John Prine

John Prine

Looking back, it’s funny that John Prine was considered one of America’s Next Dylans. Rootsy guy with acoustic guitar, yeah. But beyond that, the comparison doesn’t hold. If anything, Prine’s 1971 debut offered a kind of rebuttal to Dylan’s poetic opacity, a set of songs whose philosophies were as immediate as bumper stickers and juggled subjects of existential heft with conversational wit. Be kind to old folks (“Hello in There”), smoke weed if you need to (“Illegal Smile”), beware your glass house (“Your Flag Decal Won't Get You Into Heaven Anymore”), and know that behind every face lies a lifetime of aspirations and disappointments not even their beholder may understand (“Angel From Montgomery”).
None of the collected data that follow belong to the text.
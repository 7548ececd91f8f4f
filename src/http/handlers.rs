use super::state::AppState;
use crate::simulation::{self, SimulateTranscriptionRequest};
use axum::{
    extract::State,
    http::StatusCode,
    response::{IntoResponse, Json},
};
use serde::Serialize;
use tracing::info;

// ============================================================================
// Response Types
// ============================================================================

#[derive(Debug, Serialize)]
pub struct HealthResponse {
    pub status: String,
    pub timestamp: i64,
}

#[derive(Debug, Serialize)]
#[serde(rename_all = "camelCase")]
pub struct ConnectionsResponse {
    pub active_connections: usize,
    pub timestamp: i64,
}

#[derive(Debug, Serialize)]
pub struct SimulationResponse {
    pub status: String,
}

#[derive(Debug, Serialize)]
pub struct ErrorResponse {
    pub error: String,
}

// ============================================================================
// Handlers
// ============================================================================

/// GET /api/health
pub async fn health_check(State(state): State<AppState>) -> impl IntoResponse {
    (
        StatusCode::OK,
        Json(HealthResponse {
            status: "ok".to_string(),
            timestamp: state.dispatcher().clock().now(),
        }),
    )
}

/// GET /api/connections
/// Number of currently open WebSocket connections
pub async fn active_connections(State(state): State<AppState>) -> impl IntoResponse {
    let active_connections = state.registry().len().await;

    (
        StatusCode::OK,
        Json(ConnectionsResponse {
            active_connections,
            timestamp: state.dispatcher().clock().now(),
        }),
    )
}

/// POST /api/simulate-transcription
/// Broadcast a synthetic transcription result after the configured delay.
/// Responds immediately; the broadcast happens in the background.
pub async fn simulate_transcription(
    State(state): State<AppState>,
    payload: Option<Json<SimulateTranscriptionRequest>>,
) -> impl IntoResponse {
    if !state.simulation.enabled {
        return (
            StatusCode::NOT_FOUND,
            Json(ErrorResponse {
                error: "Simulation is disabled".to_string(),
            }),
        )
            .into_response();
    }

    let request = payload.map(|Json(req)| req).unwrap_or_default();
    info!("Simulation requested: {:?}", request);

    simulation::spawn_simulation(
        state.dispatcher().clone(),
        state.simulation.delay(),
        request,
    );

    (
        StatusCode::OK,
        Json(SimulationResponse {
            status: "simulation_started".to_string(),
        }),
    )
        .into_response()
}
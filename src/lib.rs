pub mod config;
pub mod http;
pub mod relay;
pub mod simulation;

pub use config::Config;
pub use http::{create_router, AppState};
pub use relay::{
    BroadcastPolicy, CloseReason, ConnectionId, ConnectionRegistry, ConnectionState,
    DispatchOutcome, Dispatcher, DropReason, Envelope, EnvelopeKind, LifecycleHandler,
    OutboundEnvelope, PeerConnection, ServerClock,
};
pub use simulation::{SimulateTranscriptionRequest, SimulatedTranscription};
Produced by Atlantic Records’ legendary Arif Mardin and executed by a group of Memphis musicians who had worked with Elvis and Dusty Springfield, the album was a musically square affair—drummer Hayward Bishop later complained that finding a groove within Mardin’s prescribed confines was like trying to milk a dog. But listen to the hayride bomp of “Spanish Pipedream” or the waltz of “Donald and Lydia” (which may or may not be about a missed connection and two people pleasuring themselves to the memory of each other hours after the opportunity passed) and one hears the bridges between Nashville, Appalachia, and New York, country polish and folk ruggedness, hippie and heartland and the kind of universal humanism that knows no cultural lines. Listen to it once and you’ll sing along to a couple by the second chorus; listen again and see if you don’t hit them all.